Measuring preferential attachment in growing networks with missing-timelines using Markov chain Monte Carlo

Preferential attachment is widely recognised as the principal driving force behind the evolution of many growing networks, and measuring the extent to which it occurs during the growth of a network is important for explaining its overall structure. Conventional methods require that the timeline of a growing network is known, that is, the order in which the nodes of the network appeared in time is available. But growing network datasets are commonly accompanied by missing-timelines, in which instance the order of the nodes in time cannot be readily ascertained from the data. To address this shortcoming, we propose a Markov chain Monte Carlo algorithm for measuring preferential attachment in growing networks with missing-timelines. Key to our approach is that any growing network model gives rise to a probability distribution over the space of networks. This enables a growing network model to be fitted to a growing network dataset with missing-timeline, allowing not only for the prevalence of preferential attachment to be estimated as a model parameter, but the timeline also.
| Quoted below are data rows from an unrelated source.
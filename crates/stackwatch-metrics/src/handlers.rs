use std::sync::Arc;

use axum::{
    extract::{Path, Query, State},
    http::StatusCode,
    response::IntoResponse,
    routing::get,
    Json, Router,
};
use serde::{Deserialize, Serialize};
use stackwatch_core::{Problem, UtcDateTime};
use stackwatch_entities::metrics;
use tracing::debug;
use utoipa::{OpenApi, ToSchema};

use crate::services::{MetricPayload, MetricService};

#[derive(OpenApi)]
#[openapi(
    paths(
        get_all_metrics,
        get_metric_by_id,
        create_metric,
        delete_metric,
        get_metrics_by_service_id,
        get_recent_metrics,
        get_latest_metrics,
        get_service_metrics_since,
        get_service_metric_averages
    ),
    components(schemas(MetricResponse, MetricAverages, MetricPayload)),
    info(
        title = "Metrics API",
        description = "Write-once metrics snapshots per simulated service, \
        with windowed reads and per-service averages.",
        version = "1.0.0"
    )
)]
pub struct MetricsApiDoc;

pub struct AppState {
    pub metric_service: Arc<MetricService>,
}

pub fn configure_routes() -> Router<Arc<AppState>> {
    Router::new()
        .route("/api/metrics", get(get_all_metrics).post(create_metric))
        .route("/api/metrics/recent", get(get_recent_metrics))
        .route("/api/metrics/latest", get(get_latest_metrics))
        .route(
            "/api/metrics/{id}",
            get(get_metric_by_id).delete(delete_metric),
        )
        .route(
            "/api/metrics/service/{service_id}",
            get(get_metrics_by_service_id),
        )
        .route(
            "/api/metrics/service/{service_id}/recent",
            get(get_service_metrics_since),
        )
        .route(
            "/api/metrics/service/{service_id}/average",
            get(get_service_metric_averages),
        )
}

#[derive(Debug, Serialize, ToSchema)]
#[serde(rename_all = "camelCase")]
pub struct MetricResponse {
    pub id: i64,
    pub service_id: Option<i64>,
    pub cpu: Option<f64>,
    pub memory: Option<f64>,
    pub request_count: Option<i32>,
    pub response_time: Option<f64>,
    pub error_rate: Option<f64>,
    #[schema(value_type = String, format = DateTime)]
    pub timestamp: UtcDateTime,
}

impl From<metrics::Model> for MetricResponse {
    fn from(model: metrics::Model) -> Self {
        Self {
            id: model.id,
            service_id: model.service_id,
            cpu: model.cpu,
            memory: model.memory,
            request_count: model.request_count,
            response_time: model.response_time,
            error_rate: model.error_rate,
            timestamp: model.timestamp,
        }
    }
}

/// Null fields mean the service has no snapshots at all.
#[derive(Debug, Serialize, ToSchema)]
#[serde(rename_all = "camelCase")]
pub struct MetricAverages {
    pub average_cpu: Option<f64>,
    pub average_memory: Option<f64>,
}

fn default_hours() -> i64 {
    24
}

#[derive(Debug, Deserialize)]
pub struct WindowParams {
    #[serde(default = "default_hours")]
    pub hours: i64,
}

#[utoipa::path(
    tag = "Metrics",
    get,
    path = "/api/metrics",
    responses((status = 200, description = "All snapshots, newest first", body = [MetricResponse]))
)]
pub async fn get_all_metrics(
    State(state): State<Arc<AppState>>,
) -> Result<impl IntoResponse, Problem> {
    let metrics = state.metric_service.get_all_metrics().await?;
    let response: Vec<MetricResponse> = metrics.into_iter().map(MetricResponse::from).collect();
    Ok(Json(response))
}

#[utoipa::path(
    tag = "Metrics",
    get,
    path = "/api/metrics/{id}",
    params(("id" = i64, Path, description = "Metric ID")),
    responses(
        (status = 200, description = "Snapshot details", body = MetricResponse),
        (status = 404, description = "Metric not found")
    )
)]
pub async fn get_metric_by_id(
    State(state): State<Arc<AppState>>,
    Path(id): Path<i64>,
) -> Result<impl IntoResponse, Problem> {
    match state.metric_service.get_metric_by_id(id).await? {
        Some(metric) => Ok(Json(MetricResponse::from(metric)).into_response()),
        None => Ok(StatusCode::NOT_FOUND.into_response()),
    }
}

#[utoipa::path(
    tag = "Metrics",
    post,
    path = "/api/metrics",
    request_body = MetricPayload,
    responses((status = 201, description = "Snapshot recorded", body = MetricResponse))
)]
pub async fn create_metric(
    State(state): State<Arc<AppState>>,
    Json(payload): Json<MetricPayload>,
) -> Result<impl IntoResponse, Problem> {
    debug!("Recording metric snapshot for service {:?}", payload.service_id);
    let created = state.metric_service.create_metric(payload).await?;
    Ok((StatusCode::CREATED, Json(MetricResponse::from(created))))
}

#[utoipa::path(
    tag = "Metrics",
    delete,
    path = "/api/metrics/{id}",
    params(("id" = i64, Path, description = "Metric ID")),
    responses((status = 204, description = "Snapshot deleted (idempotent)"))
)]
pub async fn delete_metric(
    State(state): State<Arc<AppState>>,
    Path(id): Path<i64>,
) -> Result<impl IntoResponse, Problem> {
    state.metric_service.delete_metric(id).await?;
    Ok(StatusCode::NO_CONTENT)
}

#[utoipa::path(
    tag = "Metrics",
    get,
    path = "/api/metrics/service/{service_id}",
    params(("service_id" = i64, Path, description = "Service ID")),
    responses(
        (status = 200, description = "Snapshots for the service, newest first", body = [MetricResponse])
    )
)]
pub async fn get_metrics_by_service_id(
    State(state): State<Arc<AppState>>,
    Path(service_id): Path<i64>,
) -> Result<impl IntoResponse, Problem> {
    let metrics = state
        .metric_service
        .get_metrics_by_service_id(service_id)
        .await?;
    let response: Vec<MetricResponse> = metrics.into_iter().map(MetricResponse::from).collect();
    Ok(Json(response))
}

#[utoipa::path(
    tag = "Metrics",
    get,
    path = "/api/metrics/recent",
    params(("hours" = i64, Query, description = "Window size in hours (default 24)")),
    responses(
        (status = 200, description = "Snapshots inside the window, newest first", body = [MetricResponse])
    )
)]
pub async fn get_recent_metrics(
    State(state): State<Arc<AppState>>,
    Query(params): Query<WindowParams>,
) -> Result<impl IntoResponse, Problem> {
    let metrics = state.metric_service.get_recent_metrics(params.hours).await?;
    let response: Vec<MetricResponse> = metrics.into_iter().map(MetricResponse::from).collect();
    Ok(Json(response))
}

#[utoipa::path(
    tag = "Metrics",
    get,
    path = "/api/metrics/latest",
    responses(
        (status = 200, description = "Snapshots from the last hour, newest first", body = [MetricResponse])
    )
)]
pub async fn get_latest_metrics(
    State(state): State<Arc<AppState>>,
) -> Result<impl IntoResponse, Problem> {
    let metrics = state.metric_service.get_recent_metrics(1).await?;
    let response: Vec<MetricResponse> = metrics.into_iter().map(MetricResponse::from).collect();
    Ok(Json(response))
}

#[utoipa::path(
    tag = "Metrics",
    get,
    path = "/api/metrics/service/{service_id}/recent",
    params(
        ("service_id" = i64, Path, description = "Service ID"),
        ("hours" = i64, Query, description = "Window size in hours (default 24)")
    ),
    responses(
        (status = 200, description = "Windowed snapshots for the service, newest first", body = [MetricResponse])
    )
)]
pub async fn get_service_metrics_since(
    State(state): State<Arc<AppState>>,
    Path(service_id): Path<i64>,
    Query(params): Query<WindowParams>,
) -> Result<impl IntoResponse, Problem> {
    let metrics = state
        .metric_service
        .get_service_metrics_since(service_id, params.hours)
        .await?;
    let response: Vec<MetricResponse> = metrics.into_iter().map(MetricResponse::from).collect();
    Ok(Json(response))
}

#[utoipa::path(
    tag = "Metrics",
    get,
    path = "/api/metrics/service/{service_id}/average",
    params(("service_id" = i64, Path, description = "Service ID")),
    responses((status = 200, description = "CPU and memory averages", body = MetricAverages))
)]
pub async fn get_service_metric_averages(
    State(state): State<Arc<AppState>>,
    Path(service_id): Path<i64>,
) -> Result<impl IntoResponse, Problem> {
    let average_cpu = state
        .metric_service
        .get_average_cpu_for_service(service_id)
        .await?;
    let average_memory = state
        .metric_service
        .get_average_memory_for_service(service_id)
        .await?;

    Ok(Json(MetricAverages {
        average_cpu,
        average_memory,
    }))
}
Parameter estimation is achieved by implementing a novel Metropolis–Hastings sampling scheme for updating both the preferential attachment parameter and timeline. A simulation study demonstrates that our method accurately measures the occurrence of preferential attachment in networks generated according to the underlying model. What is more, our approach is illustrated on a small sub-network of the United States patent citation network. Since the timeline for this example is in fact known, we are able to validate our approach against the conventional methods, showing that they give mutually consistent estimates.